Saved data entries
**********
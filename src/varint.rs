//! geofront-lite/src/varint.rs
//! Minecraft VarInt codec: 7 bits per byte, MSB continuation, little-endian.

use std::io::{Error, ErrorKind, Result};
use tokio::io::{AsyncReadExt, AsyncWriteExt};

const MAX_VARINT_BYTES: u32 = 5;

/// Reads a VarInt (max 5 bytes) from the provided stream.
pub async fn read_varint<R>(stream: &mut R) -> Result<i32>
where
    R: AsyncReadExt + Unpin,
{
    let mut num_read: u32 = 0;
    let mut result: i32 = 0;
    loop {
        if num_read >= MAX_VARINT_BYTES {
            return Err(Error::new(ErrorKind::InvalidData, "VarInt too big"));
        }
        let byte = stream.read_u8().await?;
        let value = (byte & 0x7F) as i32;
        result |= value << (7 * num_read);
        num_read += 1;
        if (byte & 0x80) == 0 {
            break;
        }
    }
    Ok(result)
}

/// Reads a VarInt from an already-buffered slice, returning the value and the
/// number of bytes consumed.
pub fn read_varint_from_slice(buf: &[u8]) -> Result<(i32, usize)> {
    let mut num_read: u32 = 0;
    let mut result: i32 = 0;
    loop {
        if num_read >= MAX_VARINT_BYTES {
            return Err(Error::new(ErrorKind::InvalidData, "VarInt too big"));
        }
        let byte = *buf
            .get(num_read as usize)
            .ok_or_else(|| Error::new(ErrorKind::UnexpectedEof, "VarInt truncated"))?;
        let value = (byte & 0x7F) as i32;
        result |= value << (7 * num_read);
        num_read += 1;
        if (byte & 0x80) == 0 {
            break;
        }
    }
    Ok((result, num_read as usize))
}

/// Writes a VarInt into the buffer.
pub fn write_varint(buf: &mut Vec<u8>, mut value: i32) {
    loop {
        if (value & !0x7F) == 0 {
            buf.push(value as u8);
            return;
        }
        buf.push(((value & 0x7F) | 0x80) as u8);
        value = ((value as u32) >> 7) as i32;
    }
}

/// Writes a VarInt directly to an async writer.
pub async fn write_varint_async<W>(stream: &mut W, value: i32) -> Result<()>
where
    W: AsyncWriteExt + Unpin,
{
    let mut buf = Vec::with_capacity(5);
    write_varint(&mut buf, value);
    stream.write_all(&buf).await
}
//! Operation types
//!
//! Closed set of transaction categories. Each type carries a fixed integer
//! code (the value stored on transaction rows) and determines whether the
//! transaction is recorded as a debit (negative amount) or a credit
//! (positive amount).

use rust_decimal::Decimal;
use serde::{Deserialize, Serialize};

use super::DomainError;

/// The four supported operation types.
///
/// Codes 1-3 are debits, code 4 (payment) is the only credit. The mapping is
/// fixed; there is no operation-type table.
#[derive(Debug, Clone, Copy, PartialEq, Eq, Serialize, Deserialize)]
pub enum OperationType {
    /// Standard purchase. Code 1, debit.
    Purchase,
    /// Installment purchase. Code 2, debit.
    InstallmentPurchase,
    /// Cash withdrawal. Code 3, debit.
    Withdrawal,
    /// Payment into the account. Code 4, credit.
    Payment,
}

impl OperationType {
    /// The integer code stored on transaction rows.
    pub const fn code(self) -> i16 {
        match self {
            OperationType::Purchase => 1,
            OperationType::InstallmentPurchase => 2,
            OperationType::Withdrawal => 3,
            OperationType::Payment => 4,
        }
    }

    /// Resolve an operation type from its integer code.
    ///
    /// # Errors
    /// `DomainError::InvalidOperationType` for any code outside 1-4.
    pub fn from_code(code: i16) -> Result<Self, DomainError> {
        match code {
            1 => Ok(OperationType::Purchase),
            2 => Ok(OperationType::InstallmentPurchase),
            3 => Ok(OperationType::Withdrawal),
            4 => Ok(OperationType::Payment),
            other => Err(DomainError::InvalidOperationType(other)),
        }
    }

    /// Whether this operation type debits the account.
    pub const fn is_debit(self) -> bool {
        !matches!(self, OperationType::Payment)
    }

    /// Apply this type's sign to a positive amount.
    pub fn signed(self, amount: Decimal) -> Decimal {
        if self.is_debit() {
            -amount
        } else {
            amount
        }
    }
}
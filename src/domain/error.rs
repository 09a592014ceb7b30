//! Domain error types
//!
//! Pure domain errors that don't depend on infrastructure.

use rust_decimal::Decimal;
use thiserror::Error;

/// Business rule violations and domain invariant failures.
///
/// These are independent of the web/persistence layers; the transport layer
/// maps them to HTTP statuses.
#[derive(Debug, Error, Clone, PartialEq, Eq)]
pub enum DomainError {
    /// An account with this document number already exists
    #[error("Account with document number {0} already exists")]
    DuplicateDocumentNumber(String),

    /// No account exists for the given id
    #[error("Account with id {0} not found")]
    AccountNotFound(i64),

    /// Operation type code outside the closed set 1-4
    #[error("Operation type id {0} is invalid")]
    InvalidOperationType(i16),

    /// Posting would draw the account below its available limit
    #[error("Insufficient limit: available limit would drop to {available}")]
    InsufficientLimit { available: Decimal },
}

impl DomainError {
    /// Check if this is a client error (the request itself is at fault).
    pub fn is_client_error(&self) -> bool {
        matches!(
            self,
            Self::DuplicateDocumentNumber(_)
                | Self::AccountNotFound(_)
                | Self::InvalidOperationType(_)
                | Self::InsufficientLimit { .. }
        )
    }
}
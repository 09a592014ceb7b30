//! Command handlers module
//!
//! Handlers orchestrate the write operations: account creation and
//! transaction posting.

mod account_handler;
mod commands;
mod posting_handler;

pub use account_handler::CreateAccountHandler;
pub use commands::*;
pub use posting_handler::PostTransactionHandler;
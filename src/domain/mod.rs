//! Domain module
//!
//! Core domain types and business logic.

pub mod account;
pub mod amount;
pub mod error;
pub mod operation;

pub use account::{Account, Posting, TransactionRecord};
pub use amount::{Amount, AmountError};
pub use error::DomainError;
pub use operation::OperationType;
**********
How to complete this task — Wherever a line in the data above holds the word "Decimal", copy that line.

Answer below —
use rust_decimal::Decimal;
    pub fn signed(self, amount: Decimal) -> Decimal {
use rust_decimal::Decimal;
    InsufficientLimit { available: Decimal },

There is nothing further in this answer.